(AIM OF THE TASK)
Please reproduce exactly the lines from the start of the records through the one containing "they made obsolete.", and nothing more.

Dataset records
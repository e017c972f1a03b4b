//! Partial escape analysis phase
//!
//! Entry points that run the analysis over whole graphs: [`PartialEscapePhase::analyze`]
//! only computes the effects, [`PartialEscapePhase::run`] also applies them
//! and removes the nodes they made obsolete.

use super::closure::PartialEscapeClosure;
use super::effects::EffectList;
use super::{EscapeAnalysisConfig, EscapeAnalysisError, EscapeAnalysisStats};
use crate::ir::{
    ControlFlowGraph, DeadCodeEliminationPass, Graph, NodeId, OptimizationPass, OptimizationResult,
    PassError,
};
use rayon::prelude::*;
use tracing::debug;

/// Everything one analysis run produced
#[derive(Debug, Clone, Default)]
pub struct EscapeAnalysisReport {
    /// Graph edits, in the order they must be applied
    pub effects: EffectList,
    pub stats: EscapeAnalysisStats,
    /// A node without an escape rule consumed a tracked object
    pub unclassified_usage: bool,
    /// Nodes the applied effects made obsolete; empty until applied
    pub obsolete: Vec<NodeId>,
}

impl EscapeAnalysisReport {
    pub fn is_empty(&self) -> bool {
        self.effects.is_empty()
    }
}

#[derive(Debug, Clone, Default)]
pub struct PartialEscapePhase {
    config: EscapeAnalysisConfig,
}

impl PartialEscapePhase {
    pub fn new(config: EscapeAnalysisConfig) -> Self {
        Self { config }
    }

    pub fn config(&self) -> &EscapeAnalysisConfig {
        &self.config
    }

    /// Analyze `graph` without changing it.
    pub fn analyze(&self, graph: &Graph) -> Result<EscapeAnalysisReport, EscapeAnalysisError> {
        if !self.config.enabled {
            return Ok(EscapeAnalysisReport::default());
        }
        let cfg = ControlFlowGraph::compute(graph)?;
        let closure = PartialEscapeClosure::new(graph, &cfg, &self.config);
        let (effects, ctx) = closure.run()?;

        let mut stats = ctx.stats.clone();
        stats.record_effects(graph, &effects);
        if self.config.trace_effects {
            effects.trace();
        }
        Ok(EscapeAnalysisReport {
            effects,
            stats,
            unclassified_usage: ctx.unclassified_usage,
            obsolete: Vec::new(),
        })
    }

    /// Analyze `graph`, apply the effects and remove dead nodes.
    pub fn run(&self, graph: &mut Graph) -> Result<EscapeAnalysisReport, EscapeAnalysisError> {
        let mut report = self.analyze(graph)?;
        if report.is_empty() {
            return Ok(report);
        }
        report.obsolete = report.effects.apply(graph)?;
        let dce = DeadCodeEliminationPass::new().eliminate(graph, &report.obsolete);
        debug!(
            "partial escape analysis: {} effects, {}; {} nodes removed",
            report.effects.len(),
            report.stats,
            dce.removed.len()
        );
        Ok(report)
    }

    /// Run the phase on independent graphs in parallel.
    pub fn run_batch(&self, graphs: &mut [Graph]) -> Vec<Result<EscapeAnalysisReport, EscapeAnalysisError>> {
        graphs.par_iter_mut().map(|graph| self.run(graph)).collect()
    }
}

impl OptimizationPass for PartialEscapePhase {
    fn name(&self) -> &'static str {
        "partial-escape-analysis"
    }

    fn run_on_graph(&mut self, graph: &mut Graph) -> Result<OptimizationResult, PassError> {
        let before = graph.node_count();
        let report = self.run(graph)?;
        if report.is_empty() {
            return Ok(OptimizationResult::unchanged());
        }
        let mut result = OptimizationResult::changed();
        result.nodes_eliminated = before.saturating_sub(graph.node_count());
        result.stats = report.stats.to_map();
        Ok(result)
    }
}
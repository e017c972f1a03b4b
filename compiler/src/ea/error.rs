//! Fatal escape analysis failures
//!
//! Forced materialization is the fallback for everything the analysis cannot
//! prove; the variants here are the conditions that mean the analysis's model
//! of the graph is inconsistent. They abort the compilation and are never
//! retried.

use crate::error_codes;
use crate::ir::{BlockId, CfgError, GraphError, NodeId, VirtualObjectId};
use std::fmt;

#[derive(Debug, Clone, PartialEq, Eq)]
pub enum EscapeAnalysisError {
    /// Predecessors of a merge disagree on an object's lock count
    LockCountMismatch {
        merge: BlockId,
        object: VirtualObjectId,
    },

    /// Monitor exit on a virtual object whose lock count is already zero
    MonitorUnderflow {
        node: NodeId,
        object: VirtualObjectId,
    },

    /// A deferred field patch refers to an object that was never materialized
    UnresolvedMaterializationCycle { object: VirtualObjectId },

    /// Loop processing did not reach a fixpoint
    LoopIterationLimit { header: BlockId, attempts: usize },

    /// Every block left on the worklist waits for a state that never arrives
    BlockScheduleStuck { pending: Vec<BlockId> },

    /// A loop back edge or exit produced no state
    MissingLoopState { header: BlockId, block: BlockId },

    /// The control flow does not have the shape the iterator needs
    UnsupportedControlFlow(CfgError),

    /// Applying a recorded edit failed
    Graph(GraphError),

    /// Any other inconsistency between graph and analysis state
    InvalidGraph(String),
}

impl EscapeAnalysisError {
    /// Registered error code of this failure.
    pub fn code(&self) -> u16 {
        match self {
            EscapeAnalysisError::LockCountMismatch { .. } => error_codes::LOCK_COUNT_MISMATCH,
            EscapeAnalysisError::MonitorUnderflow { .. } => error_codes::MONITOR_UNDERFLOW,
            EscapeAnalysisError::UnresolvedMaterializationCycle { .. } => {
                error_codes::UNRESOLVED_MATERIALIZATION_CYCLE
            }
            EscapeAnalysisError::LoopIterationLimit { .. } => error_codes::LOOP_ITERATION_LIMIT,
            EscapeAnalysisError::BlockScheduleStuck { .. } => error_codes::BLOCK_SCHEDULE_STUCK,
            EscapeAnalysisError::MissingLoopState { .. } => error_codes::MISSING_LOOP_STATE,
            EscapeAnalysisError::UnsupportedControlFlow(_) => error_codes::CFG_UNSUPPORTED,
            EscapeAnalysisError::Graph(_) => error_codes::GRAPH_MUTATION_FAILED,
            EscapeAnalysisError::InvalidGraph(_) => error_codes::INVALID_GRAPH,
        }
    }
}

impl fmt::Display for EscapeAnalysisError {
    fn fmt(&self, f: &mut fmt::Formatter<'_>) -> fmt::Result {
        write!(f, "{}: ", error_codes::format_error_code(self.code()))?;
        match self {
            EscapeAnalysisError::LockCountMismatch { merge, object } => {
                write!(f, "lock count of {} differs between predecessors of {}", object, merge)
            }
            EscapeAnalysisError::MonitorUnderflow { node, object } => {
                write!(f, "{} releases {} which holds no lock", node, object)
            }
            EscapeAnalysisError::UnresolvedMaterializationCycle { object } => {
                write!(f, "materialization cycle through {} left unresolved", object)
            }
            EscapeAnalysisError::LoopIterationLimit { header, attempts } => {
                write!(f, "loop at {} did not converge after {} attempts", header, attempts)
            }
            EscapeAnalysisError::BlockScheduleStuck { pending } => {
                write!(f, "no block ready among {:?}", pending)
            }
            EscapeAnalysisError::MissingLoopState { header, block } => {
                write!(f, "loop at {} produced no state for {}", header, block)
            }
            EscapeAnalysisError::UnsupportedControlFlow(err) => write!(f, "{}", err),
            EscapeAnalysisError::Graph(err) => write!(f, "{}", err),
            EscapeAnalysisError::InvalidGraph(message) => write!(f, "{}", message),
        }
    }
}

impl std::error::Error for EscapeAnalysisError {
    fn source(&self) -> Option<&(dyn std::error::Error + 'static)> {
        match self {
            EscapeAnalysisError::UnsupportedControlFlow(err) => Some(err),
            EscapeAnalysisError::Graph(err) => Some(err),
            _ => None,
        }
    }
}

impl From<CfgError> for EscapeAnalysisError {
    fn from(err: CfgError) -> Self {
        EscapeAnalysisError::UnsupportedControlFlow(err)
    }
}

impl From<GraphError> for EscapeAnalysisError {
    fn from(err: GraphError) -> Self {
        EscapeAnalysisError::Graph(err)
    }
}

#[cfg(test)]
mod tests {
    use super::*;

    #[test]
    fn test_display_includes_code() {
        let err = EscapeAnalysisError::LoopIterationLimit {
            header: BlockId::new(2),
            attempts: 10,
        };
        assert_eq!(
            err.to_string(),
            "E9104: loop at bb2 did not converge after 10 attempts"
        );
    }

    #[test]
    fn test_codes_are_registered() {
        let errors = [
            EscapeAnalysisError::InvalidGraph("x".into()),
            EscapeAnalysisError::BlockScheduleStuck { pending: vec![] },
            EscapeAnalysisError::from(CfgError::MissingEntryBlock),
            EscapeAnalysisError::from(GraphError::MissingNode(NodeId::new(1))),
        ];
        for err in &errors {
            assert!(error_codes::is_registered(err.code()));
        }
    }
}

(TASK OUTPUT)
repository e017c972f1a03b4b
//! Partial escape analysis phase
//!
//! Entry points that run the analysis over whole graphs: [`PartialEscapePhase::analyze`]
//! only computes the effects, [`PartialEscapePhase::run`] also applies them
//! and removes the nodes they made obsolete.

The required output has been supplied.